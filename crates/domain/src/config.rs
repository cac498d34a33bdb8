//! Configuration structures for the batch runner
//!
//! Both configs validate eagerly: an invalid value fails construction with a
//! descriptive [`ApiError::Config`] instead of surfacing mid-batch. Defaults
//! mirror the service's documented client guidance (3 retries, doubling
//! backoff from 1s, 10 workers, 10s timeout).

use std::num::NonZeroUsize;
use std::time::Duration;

use serde::{Deserialize, Serialize};

use crate::errors::{ApiError, Result};

/// Default maximum retry attempts per request
pub const DEFAULT_MAX_RETRIES: u32 = 3;
/// Default exponential backoff multiplier
pub const DEFAULT_BACKOFF_FACTOR: f64 = 2.0;
/// Default delay before the first retry
pub const DEFAULT_INITIAL_DELAY: Duration = Duration::from_secs(1);
/// Default number of concurrent workers when none is configured.
///
/// This is a fixed, documented constant - it is never derived from the
/// machine's core count, so batch behaviour does not vary by platform.
pub const DEFAULT_MAX_WORKERS: usize = 10;
/// Default per-call timeout when a request carries none
pub const DEFAULT_TIMEOUT: Duration = Duration::from_secs(10);

/// Retry/backoff behaviour for a single request
#[derive(Debug, Clone, Copy, PartialEq, Serialize, Deserialize)]
pub struct RetryConfig {
    /// Maximum attempts per request, including the first (must be > 0)
    pub max_retries: u32,
    /// Exponential backoff multiplier (must be > 0)
    pub backoff_factor: f64,
    /// Delay before the first retry (must be > 0)
    pub initial_delay: Duration,
}

impl Default for RetryConfig {
    fn default() -> Self {
        Self {
            max_retries: DEFAULT_MAX_RETRIES,
            backoff_factor: DEFAULT_BACKOFF_FACTOR,
            initial_delay: DEFAULT_INITIAL_DELAY,
        }
    }
}

impl RetryConfig {
    /// Create a validated retry configuration
    ///
    /// # Errors
    /// Returns `ApiError::Config` when `max_retries` is zero, the backoff
    /// factor is not a positive finite number, or the initial delay is zero.
    pub fn new(max_retries: u32, backoff_factor: f64, initial_delay: Duration) -> Result<Self> {
        let config = Self { max_retries, backoff_factor, initial_delay };
        config.validate()?;
        Ok(config)
    }

    /// Validate the configuration
    pub fn validate(&self) -> Result<()> {
        if self.max_retries == 0 {
            return Err(ApiError::Config("max_retries must be greater than 0".to_string()));
        }
        if !(self.backoff_factor.is_finite() && self.backoff_factor > 0.0) {
            return Err(ApiError::Config(format!(
                "backoff_factor must be a positive finite number, got {}",
                self.backoff_factor
            )));
        }
        if self.initial_delay.is_zero() {
            return Err(ApiError::Config("initial_delay must be greater than 0".to_string()));
        }
        Ok(())
    }
}

/// Worker-pool sizing and timeout defaults for one batch run
#[derive(Debug, Clone, Copy, PartialEq, Eq, Serialize, Deserialize)]
pub struct BatchConfig {
    /// Upper bound on concurrent workers; `None` uses
    /// [`DEFAULT_MAX_WORKERS`]
    pub max_workers: Option<NonZeroUsize>,
    /// Timeout applied to requests that carry none of their own (must be > 0)
    pub default_timeout: Duration,
}

impl Default for BatchConfig {
    fn default() -> Self {
        Self { max_workers: None, default_timeout: DEFAULT_TIMEOUT }
    }
}

impl BatchConfig {
    /// Create a validated batch configuration
    ///
    /// # Errors
    /// Returns `ApiError::Config` when `max_workers` is zero or the default
    /// timeout is zero.
    pub fn new(max_workers: Option<usize>, default_timeout: Duration) -> Result<Self> {
        let max_workers = match max_workers {
            Some(n) => Some(
                NonZeroUsize::new(n)
                    .ok_or_else(|| ApiError::Config("max_workers must be greater than 0".to_string()))?,
            ),
            None => None,
        };
        let config = Self { max_workers, default_timeout };
        config.validate()?;
        Ok(config)
    }

    /// Validate the configuration
    pub fn validate(&self) -> Result<()> {
        if self.default_timeout.is_zero() {
            return Err(ApiError::Config("default_timeout must be greater than 0".to_string()));
        }
        Ok(())
    }

    /// Effective worker-pool size for this configuration
    pub fn worker_count(&self) -> usize {
        self.max_workers.map_or(DEFAULT_MAX_WORKERS, NonZeroUsize::get)
    }
}
//! Error taxonomy for the audience API client
//!
//! Classifies every failure the batch runner can surface. Retryability is a
//! property of the category, not of individual call sites, so the retry
//! policy and the tests agree on one source of truth.

use std::time::Duration;

use serde::{Deserialize, Serialize};
use thiserror::Error;

/// Categories of API errors for retry decisions
#[derive(Debug, Clone, Copy, PartialEq, Eq, Serialize, Deserialize)]
pub enum ErrorCategory {
    /// Rate limiting (HTTP 429) - retryable with backoff
    RateLimit,
    /// Server errors (HTTP 5xx) - retryable
    Server,
    /// Transport/connection errors (timeout, refused, DNS) - retryable
    Transport,
    /// Client errors (4xx other than 429, malformed requests) - non-retryable
    Client,
    /// Configuration errors - raised at construction, never mid-batch
    Config,
    /// A retryable failure that ran out of attempts - terminal
    Exhausted,
}

/// Errors surfaced by the batch runner and its collaborators
#[derive(Debug, Error)]
pub enum ApiError {
    #[error("Configuration error: {0}")]
    Config(String),

    #[error("Transport error: {0}")]
    Transport(String),

    #[error("Rate limit exceeded: {0}")]
    RateLimited(String),

    #[error("Server error: {0}")]
    Server(String),

    #[error("Client error: {0}")]
    Client(String),

    #[error("Request timed out after {0:?}")]
    Timeout(Duration),

    #[error("Retries exhausted after {attempts} attempts: {source}")]
    Exhausted {
        attempts: u32,
        #[source]
        source: Box<ApiError>,
    },
}

impl ApiError {
    /// Get the error category for this error
    pub fn category(&self) -> ErrorCategory {
        match self {
            Self::RateLimited(_) => ErrorCategory::RateLimit,
            Self::Server(_) => ErrorCategory::Server,
            Self::Transport(_) | Self::Timeout(_) => ErrorCategory::Transport,
            Self::Client(_) => ErrorCategory::Client,
            Self::Config(_) => ErrorCategory::Config,
            Self::Exhausted { .. } => ErrorCategory::Exhausted,
        }
    }

    /// Check whether another attempt could succeed for this error
    pub fn is_retryable(&self) -> bool {
        matches!(
            self.category(),
            ErrorCategory::RateLimit | ErrorCategory::Server | ErrorCategory::Transport
        )
    }
}

/// Result type alias for Cohora operations
pub type Result<T> = std::result::Result<T, ApiError>;

#[cfg(test)]
mod tests {
    use super::*;

    #[test]
    fn test_error_categories() {
        assert_eq!(ApiError::RateLimited("test".to_string()).category(), ErrorCategory::RateLimit);
        assert_eq!(ApiError::Server("test".to_string()).category(), ErrorCategory::Server);
        assert_eq!(ApiError::Transport("test".to_string()).category(), ErrorCategory::Transport);
        assert_eq!(
            ApiError::Timeout(Duration::from_secs(10)).category(),
            ErrorCategory::Transport
        );
        assert_eq!(ApiError::Client("test".to_string()).category(), ErrorCategory::Client);
        assert_eq!(ApiError::Config("test".to_string()).category(), ErrorCategory::Config);
    }

    #[test]
    fn test_retryability_follows_category() {
        assert!(ApiError::RateLimited("test".to_string()).is_retryable());
        assert!(ApiError::Server("test".to_string()).is_retryable());
        assert!(ApiError::Transport("test".to_string()).is_retryable());
        assert!(ApiError::Timeout(Duration::from_secs(1)).is_retryable());
        assert!(!ApiError::Client("test".to_string()).is_retryable());
        assert!(!ApiError::Config("test".to_string()).is_retryable());
    }

    #[test]
    fn test_exhausted_carries_last_reason() {
        let err = ApiError::Exhausted {
            attempts: 3,
            source: Box::new(ApiError::RateLimited("429 from /cohorts".to_string())),
        };
        assert_eq!(err.category(), ErrorCategory::Exhausted);
        assert!(!err.is_retryable());
        let message = err.to_string();
        assert!(message.contains("3 attempts"));
        assert!(message.contains("429 from /cohorts"));
    }
}
//! # Cohora Core
//!
//! The batch request runner - pure orchestration logic, no HTTP code.
//!
//! This crate contains:
//! - The `Transport` port the runner consumes
//! - Attempt classification and the retry policy
//! - The single-request executor with backoff
//! - The thread-safe progress aggregator
//! - The bounded-concurrency batch runner
//!
//! ## Architecture Principles
//! - Only depends on `cohora-domain`
//! - All network access goes through the [`Transport`] trait
//! - Failures are data: the runner returns them, it never raises for them

pub mod batch;

// Re-export the batch machinery at the crate root
pub use batch::classify::{classify_response, classify_transport_error, AttemptOutcome};
pub use batch::executor::RequestExecutor;
pub use batch::ports::{Transport, TransportError};
pub use batch::progress::{ProgressCallback, ProgressTracker};
pub use batch::retry::{RetryDecision, RetryPolicy};
pub use batch::runner::{run_batch, BatchOutcome, BatchRunner};
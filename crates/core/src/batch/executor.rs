//! Single-request executor: one descriptor, driven to a terminal outcome
//!
//! Owns the retry loop. A retryable failure never escapes before the policy
//! says stop; what comes out is either a response, the fatal error itself,
//! or an exhaustion error carrying the last observed reason.

use std::sync::Arc;
use std::time::Duration;

use cohora_domain::{ApiError, BatchRequest, HttpResponse, Result, RetryConfig};
use tracing::{debug, warn};

use super::classify::{classify_response, classify_transport_error, AttemptOutcome};
use super::ports::Transport;
use super::retry::{RetryDecision, RetryPolicy};

/// Executes one request at a time, applying the retry policy between attempts
pub struct RequestExecutor {
    transport: Arc<dyn Transport>,
    policy: RetryPolicy,
    default_timeout: Duration,
}

impl RequestExecutor {
    /// Create an executor over the given transport
    pub fn new(
        transport: Arc<dyn Transport>,
        retry_config: RetryConfig,
        default_timeout: Duration,
    ) -> Self {
        Self { transport, policy: RetryPolicy::new(retry_config), default_timeout }
    }

    /// Drive `request` to a terminal outcome within `1..=max_retries`
    /// attempts.
    ///
    /// HTTP 429 is retried with plain exponential backoff; a `Retry-After`
    /// header, if present, is not consulted. No shared state is touched
    /// here - suspension between attempts blocks only the calling worker.
    pub async fn execute(&self, request: &BatchRequest) -> Result<HttpResponse> {
        let timeout = request.timeout.unwrap_or(self.default_timeout);
        let mut attempt: u32 = 1;

        loop {
            debug!(
                method = %request.method,
                attempt,
                max_retries = self.policy.max_retries(),
                "sending request"
            );

            let outcome = match self.transport.send(request, timeout).await {
                Ok(response) => classify_response(response),
                Err(error) => classify_transport_error(error),
            };

            match self.policy.decide(attempt, &outcome) {
                RetryDecision::RetryAfter(delay) => {
                    warn!(method = %request.method, attempt, ?delay, "attempt failed, retrying");
                    tokio::time::sleep(delay).await;
                    attempt += 1;
                }
                RetryDecision::Stop => {
                    return match outcome {
                        AttemptOutcome::Success(response) => Ok(response),
                        AttemptOutcome::Fatal(error) => Err(error),
                        AttemptOutcome::Retryable(error) => {
                            Err(ApiError::Exhausted { attempts: attempt, source: Box::new(error) })
                        }
                    };
                }
            }
        }
    }
}
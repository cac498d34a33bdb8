//! reqwest-backed implementation of the core `Transport` port
//!
//! One [`HttpTransport`] wraps one connection pool and is shared across all
//! batch workers. It performs exactly one HTTP exchange per call - retry
//! scheduling lives in the core executor, never here.

use std::time::Duration;

use async_trait::async_trait;
use cohora_core::{Transport, TransportError};
use cohora_domain::{ApiError, BatchRequest, HttpResponse, Method};
use reqwest::header::{HeaderMap, HeaderName, HeaderValue, ACCEPT, CONTENT_TYPE};
use reqwest::Client as ReqwestClient;
use tracing::debug;

use super::redact::{redact_message, redact_url};

/// HTTP transport over a shared reqwest connection pool
#[derive(Clone)]
pub struct HttpTransport {
    client: ReqwestClient,
}

impl HttpTransport {
    /// Start building a new transport
    pub fn builder() -> HttpTransportBuilder {
        HttpTransportBuilder::default()
    }

    /// Convenience constructor with default configuration
    pub fn new() -> Result<Self, ApiError> {
        Self::builder().build()
    }
}

#[async_trait]
impl Transport for HttpTransport {
    async fn send(
        &self,
        request: &BatchRequest,
        timeout: Duration,
    ) -> Result<HttpResponse, TransportError> {
        let method = match request.method {
            Method::Get => reqwest::Method::GET,
            Method::Post => reqwest::Method::POST,
            Method::Patch => reqwest::Method::PATCH,
            Method::Delete => reqwest::Method::DELETE,
            Method::Put => reqwest::Method::PUT,
        };

        let mut builder = self.client.request(method, &request.url).timeout(timeout);
        for (name, value) in &request.headers {
            builder = builder.header(name.as_str(), value.as_str());
        }
        if let Some(body) = &request.body {
            builder = builder.body(body.clone());
        }

        debug!(method = %request.method, url = %redact_url(&request.url), "dispatching request");

        let response = builder.send().await.map_err(|err| map_error(err, timeout))?;
        let status = response.status().as_u16();
        let body = response.text().await.map_err(|err| map_error(err, timeout))?;

        debug!(method = %request.method, url = %redact_url(&request.url), status, "received response");
        Ok(HttpResponse { status, body })
    }
}

/// Map a reqwest failure onto the transport error taxonomy.
///
/// Error text is redacted because reqwest embeds the full URL, query
/// string included, in its messages.
fn map_error(err: reqwest::Error, timeout: Duration) -> TransportError {
    if err.is_timeout() {
        TransportError::Timeout(timeout)
    } else if err.is_builder() {
        TransportError::Malformed(redact_message(&err.to_string()))
    } else {
        TransportError::Connection(redact_message(&err.to_string()))
    }
}

/// Builder for [`HttpTransport`]
#[derive(Debug)]
pub struct HttpTransportBuilder {
    user_agent: Option<String>,
    default_headers: HeaderMap,
}

impl Default for HttpTransportBuilder {
    fn default() -> Self {
        let mut default_headers = HeaderMap::new();
        default_headers.insert(ACCEPT, HeaderValue::from_static("application/json"));
        default_headers.insert(CONTENT_TYPE, HeaderValue::from_static("application/json"));
        Self { user_agent: None, default_headers }
    }
}

impl HttpTransportBuilder {
    /// Set the User-Agent header sent with every request
    pub fn user_agent(mut self, user_agent: impl Into<String>) -> Self {
        self.user_agent = Some(user_agent.into());
        self
    }

    /// Add a default header sent with every request.
    ///
    /// Per-request headers with the same name take precedence.
    ///
    /// # Errors
    /// Returns `ApiError::Config` when the name or value is not a valid
    /// HTTP header.
    pub fn default_header(mut self, name: &str, value: &str) -> Result<Self, ApiError> {
        let name = HeaderName::from_bytes(name.as_bytes())
            .map_err(|e| ApiError::Config(format!("invalid header name {name:?}: {e}")))?;
        let value = HeaderValue::from_str(value)
            .map_err(|e| ApiError::Config(format!("invalid header value: {e}")))?;
        self.default_headers.insert(name, value);
        Ok(self)
    }

    /// Build the transport.
    ///
    /// # Errors
    /// Returns `ApiError::Config` when the underlying client cannot be
    /// constructed (for example, when no TLS backend is available).
    pub fn build(self) -> Result<HttpTransport, ApiError> {
        let mut builder = ReqwestClient::builder().default_headers(self.default_headers);
        if let Some(user_agent) = self.user_agent {
            builder = builder.user_agent(user_agent);
        }
        let client = builder
            .build()
            .map_err(|e| ApiError::Config(format!("failed to build HTTP client: {e}")))?;
        Ok(HttpTransport { client })
    }
}
//! Value types exchanged with the batch runner
//!
//! A [`BatchRequest`] describes one outbound HTTP call and is immutable once
//! built; the runner hands it back unchanged next to its outcome so callers
//! can correlate results. Bodies are opaque strings - schema concerns belong
//! to the domain-model layer, not here.

use std::fmt;
use std::time::Duration;

use serde::{Deserialize, Serialize};

/// HTTP methods supported by the audience API
#[derive(Debug, Clone, Copy, PartialEq, Eq, Hash, Serialize, Deserialize)]
pub enum Method {
    Get,
    Post,
    Patch,
    Delete,
    Put,
}

impl Method {
    /// Uppercase wire representation of the method
    pub fn as_str(&self) -> &'static str {
        match self {
            Method::Get => "GET",
            Method::Post => "POST",
            Method::Patch => "PATCH",
            Method::Delete => "DELETE",
            Method::Put => "PUT",
        }
    }
}

impl fmt::Display for Method {
    fn fmt(&self, f: &mut fmt::Formatter<'_>) -> fmt::Result {
        f.write_str(self.as_str())
    }
}

/// An immutable description of one outbound HTTP call
#[derive(Debug, Clone, PartialEq, Eq, Serialize, Deserialize)]
pub struct BatchRequest {
    /// HTTP method for the call
    pub method: Method,
    /// Absolute URL including any query parameters
    pub url: String,
    /// Extra headers merged over the transport's defaults
    pub headers: Vec<(String, String)>,
    /// Opaque request body, typically JSON produced by a domain model
    pub body: Option<String>,
    /// Per-call timeout; falls back to the batch default when `None`
    pub timeout: Option<Duration>,
}

impl BatchRequest {
    /// Create a request with the given method and URL
    pub fn new(method: Method, url: impl Into<String>) -> Self {
        Self { method, url: url.into(), headers: Vec::new(), body: None, timeout: None }
    }

    /// Shorthand for a GET request
    pub fn get(url: impl Into<String>) -> Self {
        Self::new(Method::Get, url)
    }

    /// Shorthand for a POST request with a body
    pub fn post(url: impl Into<String>, body: impl Into<String>) -> Self {
        Self::new(Method::Post, url).with_body(body)
    }

    /// Shorthand for a PATCH request with a body
    pub fn patch(url: impl Into<String>, body: impl Into<String>) -> Self {
        Self::new(Method::Patch, url).with_body(body)
    }

    /// Shorthand for a DELETE request
    pub fn delete(url: impl Into<String>) -> Self {
        Self::new(Method::Delete, url)
    }

    /// Attach a body to the request
    pub fn with_body(mut self, body: impl Into<String>) -> Self {
        self.body = Some(body.into());
        self
    }

    /// Add a header to the request
    pub fn with_header(mut self, name: impl Into<String>, value: impl Into<String>) -> Self {
        self.headers.push((name.into(), value.into()));
        self
    }

    /// Override the per-call timeout
    pub fn with_timeout(mut self, timeout: Duration) -> Self {
        self.timeout = Some(timeout);
        self
    }
}

/// Status and opaque body of a completed HTTP call
#[derive(Debug, Clone, PartialEq, Eq, Serialize, Deserialize)]
pub struct HttpResponse {
    /// HTTP status code
    pub status: u16,
    /// Raw response body
    pub body: String,
}

impl HttpResponse {
    /// True for 2xx status codes
    pub fn is_success(&self) -> bool {
        (200..300).contains(&self.status)
    }
}

/// Point-in-time snapshot of batch progress
///
/// Handed to progress callbacks after every terminal outcome. `completed`
/// is monotonically non-decreasing for the lifetime of one batch run and
/// never exceeds `total`.
#[derive(Debug, Clone, PartialEq, Serialize)]
pub struct Progress {
    /// Number of descriptors submitted to the batch
    pub total: usize,
    /// Number of descriptors that reached a terminal outcome
    pub completed: usize,
    /// Number of terminal outcomes that were failures
    pub errors: usize,
    /// Elapsed time since the batch started
    pub elapsed: Duration,
    /// Projected seconds per 1,000 requests; `None` until the first
    /// completion so the division is never attempted at zero
    pub average_per_thousand_seconds: Option<f64>,
}
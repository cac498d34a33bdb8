//! # Cohora Domain
//!
//! Value types and error taxonomy for the Cohora audience API client.
//!
//! This crate contains:
//! - Request/response value types exchanged with the batch runner
//! - The error taxonomy shared across the workspace
//! - Configuration structures with eager validation
//!
//! ## Architecture
//! - No dependencies on other Cohora crates
//! - Only external dependencies allowed
//! - Pure data structures, no I/O

pub mod config;
pub mod errors;
pub mod types;

// Re-export commonly used items
pub use config::{BatchConfig, RetryConfig};
pub use errors::{ApiError, ErrorCategory, Result};
pub use types::{BatchRequest, HttpResponse, Method, Progress};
+===+
** Work request **
Please, from the material above, copy only the lines from the line with "pub fn worker_count(&self)" up to and including the line with "for retry decisions", exactly as written.

** Final answer **
    pub fn worker_count(&self) -> usize {
        self.max_workers.map_or(DEFAULT_MAX_WORKERS, NonZeroUsize::get)
    }
}
//! Error taxonomy for the audience API client
//!
//! Classifies every failure the batch runner can surface. Retryability is a
//! property of the category, not of individual call sites, so the retry
//! policy and the tests agree on one source of truth.

use std::time::Duration;

use serde::{Deserialize, Serialize};
use thiserror::Error;

/// Categories of API errors for retry decisions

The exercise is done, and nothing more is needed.